[AVAILABLE RECORDS Boundary: Start]

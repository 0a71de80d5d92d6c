//! HTTP routes for feedback submission, course reads and analytics.

use std::sync::Arc;

use axum::extract::rejection::JsonRejection;
use axum::extract::{Path, State};
use axum::http::StatusCode;
use axum::response::IntoResponse;
use axum::routing::{get, post};
use axum::{Json, Router};
use serde::{Deserialize, Serialize};
use serde_json::json;
use tower_http::cors::CorsLayer;
use tower_http::trace::TraceLayer;
use uuid::Uuid;

use crate::aggregator::Aggregator;
use crate::analytics::AnalyticsReader;
use crate::classifier::Classifier;
use crate::error::FeedbackError;
use crate::models::{Course, CourseAnalytics, FeedbackRecord, SentimentLabel};
use crate::store::FeedbackStore;
use crate::validate::{self, FeedbackSubmission};

#[derive(Clone)]
pub struct AppState {
    classifier: Arc<dyn Classifier>,
    store: Arc<dyn FeedbackStore>,
    aggregator: Aggregator,
    analytics: AnalyticsReader,
}

impl AppState {
    pub fn new(classifier: Arc<dyn Classifier>, store: Arc<dyn FeedbackStore>) -> Self {
        Self {
            aggregator: Aggregator::new(classifier.clone(), store.clone()),
            analytics: AnalyticsReader::new(store.clone()),
            classifier,
            store,
        }
    }
}

pub fn router(state: AppState) -> Router {
    Router::new()
        .route("/health", get(health_check))
        .route("/feedback", post(submit_feedback))
        .route("/feedback/{id}", get(find_feedback))
        .route("/course/{id}/feedback", get(course_feedback))
        .route("/course/{id}/analytics", get(course_analytics))
        .route("/analyze-sentiment", post(analyze_sentiment))
        .route("/courses", get(list_courses).post(create_course))
        .with_state(state)
        .layer(TraceLayer::new_for_http())
        .layer(CorsLayer::very_permissive())
}

fn body<T>(payload: Result<Json<T>, JsonRejection>) -> Result<T, FeedbackError> {
    payload
        .map(|Json(value)| value)
        .map_err(|rejection| FeedbackError::Validation(rejection.body_text()))
}

fn parse_id(raw: &str) -> Result<Uuid, FeedbackError> {
    Uuid::parse_str(raw).map_err(|_| FeedbackError::Validation(format!("{raw:?} is not a valid id")))
}

async fn health_check() -> impl IntoResponse {
    Json(json!({ "status": "OK" }))
}

async fn submit_feedback(
    State(state): State<AppState>,
    payload: Result<Json<FeedbackSubmission>, JsonRejection>,
) -> Result<(StatusCode, Json<FeedbackRecord>), FeedbackError> {
    let submission = validate::validate(body(payload)?)?;
    let record = state.aggregator.submit(submission).await?;
    Ok((StatusCode::CREATED, Json(record)))
}

async fn find_feedback(
    State(state): State<AppState>,
    Path(id): Path<String>,
) -> Result<Json<FeedbackRecord>, FeedbackError> {
    let record_id = parse_id(&id)?;
    let record = state
        .store
        .find_feedback(record_id)
        .await?
        .ok_or(FeedbackError::FeedbackNotFound(record_id))?;
    Ok(Json(record))
}

async fn course_feedback(
    State(state): State<AppState>,
    Path(id): Path<String>,
) -> Result<Json<Vec<FeedbackRecord>>, FeedbackError> {
    let records = state.store.course_feedback(parse_id(&id)?).await?;
    Ok(Json(records))
}

async fn course_analytics(
    State(state): State<AppState>,
    Path(id): Path<String>,
) -> Result<Json<CourseAnalytics>, FeedbackError> {
    let analytics = state.analytics.analyze(parse_id(&id)?).await?;
    Ok(Json(analytics))
}

#[derive(Debug, Deserialize)]
struct AnalyzeRequest {
    feedback: Option<String>,
}

#[derive(Debug, Serialize)]
struct AnalyzeResponse {
    sentiment: SentimentLabel,
}

async fn analyze_sentiment(
    State(state): State<AppState>,
    payload: Result<Json<AnalyzeRequest>, JsonRejection>,
) -> Result<Json<AnalyzeResponse>, FeedbackError> {
    let text = body(payload)?
        .feedback
        .ok_or_else(|| FeedbackError::Validation("No feedback provided".to_string()))?;
    let sentiment = state.classifier.classify(&text).await?;
    Ok(Json(AnalyzeResponse { sentiment }))
}

async fn list_courses(State(state): State<AppState>) -> Result<Json<Vec<Course>>, FeedbackError> {
    let courses = state.store.list_courses().await?;
    Ok(Json(courses))
}

#[derive(Debug, Deserialize)]
#[serde(rename_all = "camelCase")]
struct CreateCourseRequest {
    course_name: Option<String>,
}

async fn create_course(
    State(state): State<AppState>,
    payload: Result<Json<CreateCourseRequest>, JsonRejection>,
) -> Result<(StatusCode, Json<Course>), FeedbackError> {
    let name = body(payload)?.course_name.unwrap_or_default();
    let course = state.store.create_course(&name).await?;
    Ok((StatusCode::CREATED, Json(course)))
}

[AVAILABLE RECORDS Boundary: End]

● WHAT YOU NEED TO DO
Repeat only what lies between the first line of the data and the line containing "use tower_http::trace::TraceLayer;", both of those lines included, exactly as it stands.

● RESPONSE
repository 0a71de80d5d92d6c
//! HTTP routes for feedback submission, course reads and analytics.

use std::sync::Arc;

use axum::extract::rejection::JsonRejection;
use axum::extract::{Path, State};
use axum::http::StatusCode;
use axum::response::IntoResponse;
use axum::routing::{get, post};
use axum::{Json, Router};
use serde::{Deserialize, Serialize};
use serde_json::json;
use tower_http::cors::CorsLayer;
use tower_http::trace::TraceLayer;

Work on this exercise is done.